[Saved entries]
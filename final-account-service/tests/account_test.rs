//! Account and bill CRUD integration tests.

mod common;

use serde_json::{json, Value};

#[tokio::test]
async fn create_and_get_account() {
    let Some(app) = common::TestApp::spawn().await else {
        return;
    };

    let response = app
        .client
        .post(format!("{}/accounts", app.address))
        .json(&json!({
            "project_name": "Riverside Apartments",
            "contract_reference": "CT-2024-001"
        }))
        .send()
        .await
        .expect("Failed to execute request");

    assert_eq!(response.status(), 201);
    let created: Value = response.json().await.unwrap();
    assert_eq!(created["project_name"], "Riverside Apartments");
    assert_eq!(created["contract_reference"], "CT-2024-001");

    let account_id = created["account_id"].as_str().unwrap();
    let response = app
        .client
        .get(format!("{}/accounts/{}", app.address, account_id))
        .send()
        .await
        .expect("Failed to execute request");

    assert_eq!(response.status(), 200);
    let fetched: Value = response.json().await.unwrap();
    assert_eq!(fetched["account_id"], created["account_id"]);

    app.cleanup().await;
}

#[tokio::test]
async fn create_account_rejects_empty_name() {
    let Some(app) = common::TestApp::spawn().await else {
        return;
    };

    let response = app
        .client
        .post(format!("{}/accounts", app.address))
        .json(&json!({ "project_name": "" }))
        .send()
        .await
        .expect("Failed to execute request");

    assert_eq!(response.status(), 422);

    app.cleanup().await;
}

#[tokio::test]
async fn get_missing_account_returns_404() {
    let Some(app) = common::TestApp::spawn().await else {
        return;
    };

    let response = app
        .client
        .get(format!(
            "{}/accounts/00000000-0000-0000-0000-000000000000",
            app.address
        ))
        .send()
        .await
        .expect("Failed to execute request");

    assert_eq!(response.status(), 404);

    app.cleanup().await;
}

#[tokio::test]
async fn update_and_delete_account() {
    let Some(app) = common::TestApp::spawn().await else {
        return;
    };

    let account_id = app.create_account("Old Name").await;

    let response = app
        .client
        .patch(format!("{}/accounts/{}", app.address, account_id))
        .json(&json!({ "project_name": "New Name" }))
        .send()
        .await
        .expect("Failed to execute request");

    assert_eq!(response.status(), 200);
    let updated: Value = response.json().await.unwrap();
    assert_eq!(updated["project_name"], "New Name");

    let response = app
        .client
        .delete(format!("{}/accounts/{}", app.address, account_id))
        .send()
        .await
        .expect("Failed to execute request");
    assert_eq!(response.status(), 204);

    let response = app
        .client
        .get(format!("{}/accounts/{}", app.address, account_id))
        .send()
        .await
        .expect("Failed to execute request");
    assert_eq!(response.status(), 404);

    app.cleanup().await;
}

#[tokio::test]
async fn bills_are_ordered_by_creation() {
    let Some(app) = common::TestApp::spawn().await else {
        return;
    };

    let account_id = app.create_account("Ordering Test").await;
    app.create_bill(account_id, "Bill 1").await;
    app.create_bill(account_id, "Bill 2").await;
    app.create_bill(account_id, "Bill 3").await;

    let response = app
        .client
        .get(format!("{}/accounts/{}/bills", app.address, account_id))
        .send()
        .await
        .expect("Failed to execute request");

    assert_eq!(response.status(), 200);
    let bills: Vec<Value> = response.json().await.unwrap();
    assert_eq!(bills.len(), 3);
    assert_eq!(bills[0]["name"], "Bill 1");
    assert_eq!(bills[0]["display_order"], 1);
    assert_eq!(bills[2]["name"], "Bill 3");
    assert_eq!(bills[2]["display_order"], 3);

    app.cleanup().await;
}

#[tokio::test]
async fn deleting_account_cascades_to_bills() {
    let Some(app) = common::TestApp::spawn().await else {
        return;
    };

    let account_id = app.create_account("Cascade Test").await;
    let bill_id = app.create_bill(account_id, "Doomed Bill").await;
    app.create_section(bill_id, "Doomed Section").await;

    let response = app
        .client
        .delete(format!("{}/accounts/{}", app.address, account_id))
        .send()
        .await
        .expect("Failed to execute request");
    assert_eq!(response.status(), 204);

    // The bill went down with the account, so its section listing is gone too.
    let response = app
        .client
        .get(format!("{}/bills/{}/sections", app.address, bill_id))
        .send()
        .await
        .expect("Failed to execute request");
    assert_eq!(response.status(), 404);

    app.cleanup().await;
}
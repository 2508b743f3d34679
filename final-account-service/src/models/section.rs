//! Section model: named grouping of line items within a bill, carrying
//! rolled-up totals maintained by the aggregator.

use chrono::{DateTime, Utc};
use rust_decimal::Decimal;
use serde::{Deserialize, Serialize};
use sqlx::FromRow;
use uuid::Uuid;
use validator::Validate;

/// Review state of a section.
#[derive(Debug, Clone, Copy, PartialEq, Eq, Serialize, Deserialize)]
#[serde(rename_all = "snake_case")]
pub enum SectionReviewStatus {
    Draft,
    InReview,
    Approved,
    Rejected,
}

impl SectionReviewStatus {
    pub fn as_str(&self) -> &'static str {
        match self {
            SectionReviewStatus::Draft => "draft",
            SectionReviewStatus::InReview => "in_review",
            SectionReviewStatus::Approved => "approved",
            SectionReviewStatus::Rejected => "rejected",
        }
    }
}

#[derive(Debug, Clone, Serialize, Deserialize, FromRow)]
pub struct Section {
    pub section_id: Uuid,
    pub bill_id: Uuid,
    pub name: String,
    pub display_order: i32,
    /// Totals equal the aggregator's sum over current non-header items and
    /// are recomputed inside the same transaction as every item mutation.
    pub contract_total: Decimal,
    pub final_total: Decimal,
    pub variation_total: Decimal,
    /// Total stated in the source BOQ, kept for discrepancy comparison.
    pub boq_stated_total: Option<Decimal>,
    pub review_status: String,
    pub created_utc: DateTime<Utc>,
    pub updated_utc: DateTime<Utc>,
}

/// Input for creating a section.
#[derive(Debug, Clone, Deserialize, Validate)]
pub struct CreateSection {
    #[validate(length(min = 1, max = 200))]
    pub name: String,
    pub boq_stated_total: Option<Decimal>,
}

/// Input for updating a section.
#[derive(Debug, Clone, Deserialize, Validate)]
pub struct UpdateSection {
    #[validate(length(min = 1, max = 200))]
    pub name: Option<String>,
    pub display_order: Option<i32>,
    pub boq_stated_total: Option<Decimal>,
    pub review_status: Option<SectionReviewStatus>,
}
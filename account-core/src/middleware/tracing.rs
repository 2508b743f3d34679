use axum::http::HeaderValue;
use axum::{extract::Request, middleware::Next, response::Response};
use uuid::Uuid;

pub const REQUEST_ID_HEADER: &str = "x-request-id";

/// Attach a request id to every request/response pair, reusing the caller's
/// id when one is supplied.
pub async fn request_id_middleware(mut req: Request, next: Next) -> Response {
    let request_id = req
        .headers()
        .get(REQUEST_ID_HEADER)
        .and_then(|h| h.to_str().ok())
        .map(|s| s.to_string())
        .unwrap_or_else(|| Uuid::new_v4().to_string());

    if let Ok(header_value) = HeaderValue::from_str(&request_id) {
        req.headers_mut().insert(REQUEST_ID_HEADER, header_value);
    }

    let mut response = next.run(req).await;

    if let Ok(header_value) = HeaderValue::from_str(&request_id) {
        response
            .headers_mut()
            .insert(REQUEST_ID_HEADER, header_value);
    }

    response
}
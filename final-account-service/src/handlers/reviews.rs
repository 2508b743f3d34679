//! Section review request handlers. The review URL and any outbound email
//! are composed by the caller; this service issues and resolves the token.

use axum::{
    extract::{Json, Path, State},
    http::StatusCode,
};
use serde::Deserialize;
use uuid::Uuid;
use validator::Validate;

use crate::models::{CreateSectionReview, ReviewRequestStatus, SectionReview};
use crate::startup::AppState;
use account_core::error::AppError;

/// Status transition request.
#[derive(Debug, Deserialize)]
pub struct UpdateReviewRequest {
    pub status: ReviewRequestStatus,
}

/// Create a review request for a section. Issues an access token and moves
/// the section into `in_review`.
///
/// POST /sections/:section_id/reviews
pub async fn create_review(
    State(state): State<AppState>,
    Path(section_id): Path<Uuid>,
    Json(req): Json<CreateSectionReview>,
) -> Result<(StatusCode, Json<SectionReview>), AppError> {
    req.validate()?;

    let review = state.db.create_review(section_id, &req).await?;

    Ok((StatusCode::CREATED, Json(review)))
}

/// List review requests for a section.
///
/// GET /sections/:section_id/reviews
pub async fn list_reviews(
    State(state): State<AppState>,
    Path(section_id): Path<Uuid>,
) -> Result<Json<Vec<SectionReview>>, AppError> {
    state
        .db
        .get_section(section_id)
        .await?
        .ok_or_else(|| AppError::NotFound(anyhow::anyhow!("Section not found")))?;

    let reviews = state.db.list_reviews(section_id).await?;

    Ok(Json(reviews))
}

/// Resolve a review request from the token embedded in a review URL.
///
/// GET /reviews/token/:token
pub async fn get_review_by_token(
    State(state): State<AppState>,
    Path(token): Path<String>,
) -> Result<Json<SectionReview>, AppError> {
    let review = state
        .db
        .get_review_by_token(&token)
        .await?
        .ok_or_else(|| AppError::NotFound(anyhow::anyhow!("Review not found")))?;

    Ok(Json(review))
}

/// Record the reviewer's decision; approved/rejected is mirrored onto the
/// section's review status.
///
/// PATCH /reviews/:review_id
pub async fn update_review(
    State(state): State<AppState>,
    Path(review_id): Path<Uuid>,
    Json(req): Json<UpdateReviewRequest>,
) -> Result<Json<SectionReview>, AppError> {
    let review = state
        .db
        .update_review_status(review_id, req.status)
        .await?
        .ok_or_else(|| AppError::NotFound(anyhow::anyhow!("Review not found")))?;

    Ok(Json(review))
}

▸ **HOW TO COMPLETE THIS TASK**
Out of the entries, report each line that contains the word "CreateSectionReview".

▸ **RESPONSE FOR THIS EXERCISE**
use crate::models::{CreateSectionReview, ReviewRequestStatus, SectionReview};
    Json(req): Json<CreateSectionReview>,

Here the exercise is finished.